━━━ SUPPLIED RECORDS ━━━

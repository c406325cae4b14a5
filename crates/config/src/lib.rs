//! Vesselcast Configuration
//!
//! TOML-based configuration loading. The upstream credentials, bounding box
//! and output ports have no usable defaults, so a minimal config names them
//! explicitly; everything else defaults sensibly.
//!
//! # Parsing
//!
//! Use the `FromStr` trait to parse configuration:
//!
//! ```
//! use vesselcast_config::Config;
//! use std::str::FromStr;
//!
//! let config = Config::from_str(r#"
//!     api_key = "0123456789abcdef"
//!     stream_url = "wss://stream.example.com/v0/stream"
//!
//!     [bounding_box]
//!     north = 49.5
//!     south = 47.0
//!     east = -121.0
//!     west = -125.0
//!
//!     [network.stream]
//!     port = 10110
//! "#).unwrap();
//! assert_eq!(config.network.stream.port, 10110);
//! ```

mod error;
mod logging;
mod network;
mod validation;

use std::fs;
use std::path::Path;
use std::str::FromStr;

use serde::Deserialize;

pub use error::{ConfigError, Result};
pub use logging::LoggingConfig;
pub use network::{DatagramTargetConfig, NetworkConfig, StreamListenConfig};

/// Main configuration structure
#[derive(Debug, Clone, Default, Deserialize)]
#[serde(default)]
pub struct Config {
    /// Upstream provider API key; required
    pub api_key: String,

    /// Upstream websocket URL; must be `wss://`
    pub stream_url: String,

    /// Geographic subscription filter
    pub bounding_box: BoundingBox,

    /// Downstream outputs
    pub network: NetworkConfig,

    /// Logging and statistics reporting
    pub logging: LoggingConfig,
}

/// A latitude/longitude rectangle
///
/// `west > east` is the antimeridian-crossing case and is legitimate; the
/// serialized subscription order (`[[south, west], [north, east]]`) is the
/// upstream contract, this in-memory shape is not.
#[derive(Debug, Clone, Copy, PartialEq, Deserialize)]
#[serde(default)]
pub struct BoundingBox {
    pub north: f64,
    pub south: f64,
    pub east: f64,
    pub west: f64,
}

impl Default for BoundingBox {
    /// The whole globe
    fn default() -> Self {
        Self {
            north: 90.0,
            south: -90.0,
            east: 180.0,
            west: -180.0,
        }
    }
}

impl Config {
    /// Load configuration from a TOML file
    ///
    /// # Errors
    ///
    /// Returns error if the file cannot be read, contains invalid TOML, or
    /// fails validation.
    pub fn from_file<P: AsRef<Path>>(path: P) -> Result<Self> {
        let path = path.as_ref();
        let contents = fs::read_to_string(path).map_err(|e| ConfigError::IoError {
            path: path.display().to_string(),
            source: e,
        })?;

        Self::from_str(&contents)
    }

    /// Parse configuration from a TOML string
    fn parse(s: &str) -> Result<Self> {
        let config: Config = toml::from_str(s).map_err(ConfigError::ParseError)?;
        config.validate()?;
        Ok(config)
    }

    /// Validate the configuration
    fn validate(&self) -> Result<()> {
        validation::validate_config(self)
    }
}

impl FromStr for Config {
    type Err = ConfigError;

    fn from_str(s: &str) -> Result<Self> {
        Self::parse(s)
    }
}

#[cfg(test)]
#[path = "config_test.rs"]
mod config_test;
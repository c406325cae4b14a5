//! Vesselcast Sources
//!
//! The upstream side of the bridge: a websocket client that subscribes to
//! the provider with a geographic filter and turns its JSON frames into
//! [`RecordEvent`]s on a bounded channel.
//!
//! ```text
//! [Provider] --wss frames--> [UpstreamClient] --RecordEvent--> [Controller]
//! ```
//!
//! Geographic filtering happens at subscription time; nothing is filtered
//! client-side.

mod subscription;
mod upstream;

pub use subscription::subscription_frame;
pub use upstream::{
    RecordEvent, UpstreamClient, UpstreamConfig, UpstreamState, UpstreamStatus,
};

━━━

» DIRECTIONS: Copy each entry above exactly, character for character.

» ANSWER BELOW:
repository c406325cae4b14a5
filename crates/config/src/lib.rs
//! Vesselcast Configuration
//!
//! TOML-based configuration loading. The upstream credentials, bounding box
//! and output ports have no usable defaults, so a minimal config names them
//! explicitly; everything else defaults sensibly.
//!
//! # Parsing
//!
//! Use the `FromStr` trait to parse configuration:
//!
//! ```
//! use vesselcast_config::Config;
//! use std::str::FromStr;
//!
//! let config = Config::from_str(r#"
//!     api_key = "0123456789abcdef"
//!     stream_url = "wss://stream.example.com/v0/stream"
//!
//!     [bounding_box]
//!     north = 49.5
//!     south = 47.0
//!     east = -121.0
//!     west = -125.0
//!
//!     [network.stream]
//!     port = 10110
//! "#).unwrap();
//! assert_eq!(config.network.stream.port, 10110);
//! ```

mod error;
mod logging;
mod network;
mod validation;

use std::fs;
use std::path::Path;
use std::str::FromStr;

use serde::Deserialize;

pub use error::{ConfigError, Result};
pub use logging::LoggingConfig;
pub use network::{DatagramTargetConfig, NetworkConfig, StreamListenConfig};

/// Main configuration structure
#[derive(Debug, Clone, Default, Deserialize)]
#[serde(default)]
pub struct Config {
    /// Upstream provider API key; required
    pub api_key: String,

    /// Upstream websocket URL; must be `wss://`
    pub stream_url: String,

    /// Geographic subscription filter
    pub bounding_box: BoundingBox,

    /// Downstream outputs
    pub network: NetworkConfig,

    /// Logging and statistics reporting
    pub logging: LoggingConfig,
}

/// A latitude/longitude rectangle
///
/// `west > east` is the antimeridian-crossing case and is legitimate; the
/// serialized subscription order (`[[south, west], [north, east]]`) is the
/// upstream contract, this in-memory shape is not.
#[derive(Debug, Clone, Copy, PartialEq, Deserialize)]
#[serde(default)]
pub struct BoundingBox {
    pub north: f64,
    pub south: f64,
    pub east: f64,
    pub west: f64,
}

impl Default for BoundingBox {
    /// The whole globe
    fn default() -> Self {
        Self {
            north: 90.0,
            south: -90.0,
            east: 180.0,
            west: -180.0,
        }
    }
}

impl Config {
    /// Load configuration from a TOML file
    ///
    /// # Errors
    ///
    /// Returns error if the file cannot be read, contains invalid TOML, or
    /// fails validation.
    pub fn from_file<P: AsRef<Path>>(path: P) -> Result<Self> {
        let path = path.as_ref();
        let contents = fs::read_to_string(path).map_err(|e| ConfigError::IoError {
            path: path.display().to_string(),
            source: e,
        })?;

        Self::from_str(&contents)
    }

    /// Parse configuration from a TOML string
    fn parse(s: &str) -> Result<Self> {
        let config: Config = toml::from_str(s).map_err(ConfigError::ParseError)?;
        config.validate()?;
        Ok(config)
    }

    /// Validate the configuration
    fn validate(&self) -> Result<()> {
        validation::validate_config(self)
    }
}

impl FromStr for Config {
    type Err = ConfigError;

    fn from_str(s: &str) -> Result<Self> {
        Self::parse(s)
    }
}

#[cfg(test)]
#[path = "config_test.rs"]
mod config_test;
repository c406325cae4b14a5
//! Vesselcast Sources
//!
//! The upstream side of the bridge: a websocket client that subscribes to
//! the provider with a geographic filter and turns its JSON frames into
//! [`RecordEvent`]s on a bounded channel.
//!
//! ```text
//! [Provider] --wss frames--> [UpstreamClient] --RecordEvent--> [Controller]
//! ```
//!
//! Geographic filtering happens at subscription time; nothing is filtered
//! client-side.

mod subscription;
mod upstream;

pub use subscription::subscription_frame;
pub use upstream::{
    RecordEvent, UpstreamClient, UpstreamConfig, UpstreamState, UpstreamStatus,
};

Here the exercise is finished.